##### RECORDS SUPPLIED #####
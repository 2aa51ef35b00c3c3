//! merit — design variables, demerits, and constraints.
//!
//! Purpose
//! -------
//! Describe *what* a lens optimization should change and *what* it should
//! minimize, independently of the solver that does it.
//!
//! Key behaviors
//! -------------
//! - [`Parameter`], [`Demerit`], [`Constraint`]: the object-safe seams a
//!   caller implements (or fills with closures via [`FnParameter`],
//!   [`FnDemerit`], [`FnConstraint`]).
//! - Concrete building blocks: [`Curvature`], [`Spacing`], [`FocalLength`],
//!   [`RmsSpot`], [`MinSpacing`].
//! - [`Merit`] owns the pieces; [`MeritFunction`] binds them to a template
//!   system and ray bundles and evaluates `F(x)`, `h(x)`, `g(x)`.
//!
//! Conventions
//! -----------
//! - Inequality constraints follow `g(x) ≤ 0`.
//! - Residuals carry their demerit weight; the solver squares them.

pub mod constraints;
pub mod demerits;
pub mod merit_function;
pub mod parameters;
pub mod traits;

pub use self::constraints::{FnConstraint, MinSpacing};
pub use self::demerits::{FnDemerit, FocalLength, RmsSpot};
pub use self::merit_function::{Evaluation, Merit, MeritFunction};
pub use self::parameters::{Curvature, FnParameter, Spacing, Target};
pub use self::traits::{Constraint, ConstraintKind, Demerit, Parameter};

pub mod prelude {
    pub use super::constraints::{FnConstraint, MinSpacing};
    pub use super::demerits::{FnDemerit, FocalLength, RmsSpot};
    pub use super::merit_function::{Merit, MeritFunction};
    pub use super::parameters::{Curvature, FnParameter, Spacing, Target};
    pub use super::traits::{Constraint, ConstraintKind, Demerit, Parameter};
}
#####
__TASK ITEM__
Type out the entire listing again, matching every line exactly.

__EXERCISE OUTPUT__
repository 2aa51ef35b00c3c3
//! merit — design variables, demerits, and constraints.
//!
//! Purpose
//! -------
//! Describe *what* a lens optimization should change and *what* it should
//! minimize, independently of the solver that does it.
//!
//! Key behaviors
//! -------------
//! - [`Parameter`], [`Demerit`], [`Constraint`]: the object-safe seams a
//!   caller implements (or fills with closures via [`FnParameter`],
//!   [`FnDemerit`], [`FnConstraint`]).
//! - Concrete building blocks: [`Curvature`], [`Spacing`], [`FocalLength`],
//!   [`RmsSpot`], [`MinSpacing`].
//! - [`Merit`] owns the pieces; [`MeritFunction`] binds them to a template
//!   system and ray bundles and evaluates `F(x)`, `h(x)`, `g(x)`.
//!
//! Conventions
//! -----------
//! - Inequality constraints follow `g(x) ≤ 0`.
//! - Residuals carry their demerit weight; the solver squares them.

pub mod constraints;
pub mod demerits;
pub mod merit_function;
pub mod parameters;
pub mod traits;

pub use self::constraints::{FnConstraint, MinSpacing};
pub use self::demerits::{FnDemerit, FocalLength, RmsSpot};
pub use self::merit_function::{Evaluation, Merit, MeritFunction};
pub use self::parameters::{Curvature, FnParameter, Spacing, Target};
pub use self::traits::{Constraint, ConstraintKind, Demerit, Parameter};

pub mod prelude {
    pub use super::constraints::{FnConstraint, MinSpacing};
    pub use super::demerits::{FnDemerit, FocalLength, RmsSpot};
    pub use super::merit_function::{Merit, MeritFunction};
    pub use super::parameters::{Curvature, FnParameter, Spacing, Target};
    pub use super::traits::{Constraint, ConstraintKind, Demerit, Parameter};
}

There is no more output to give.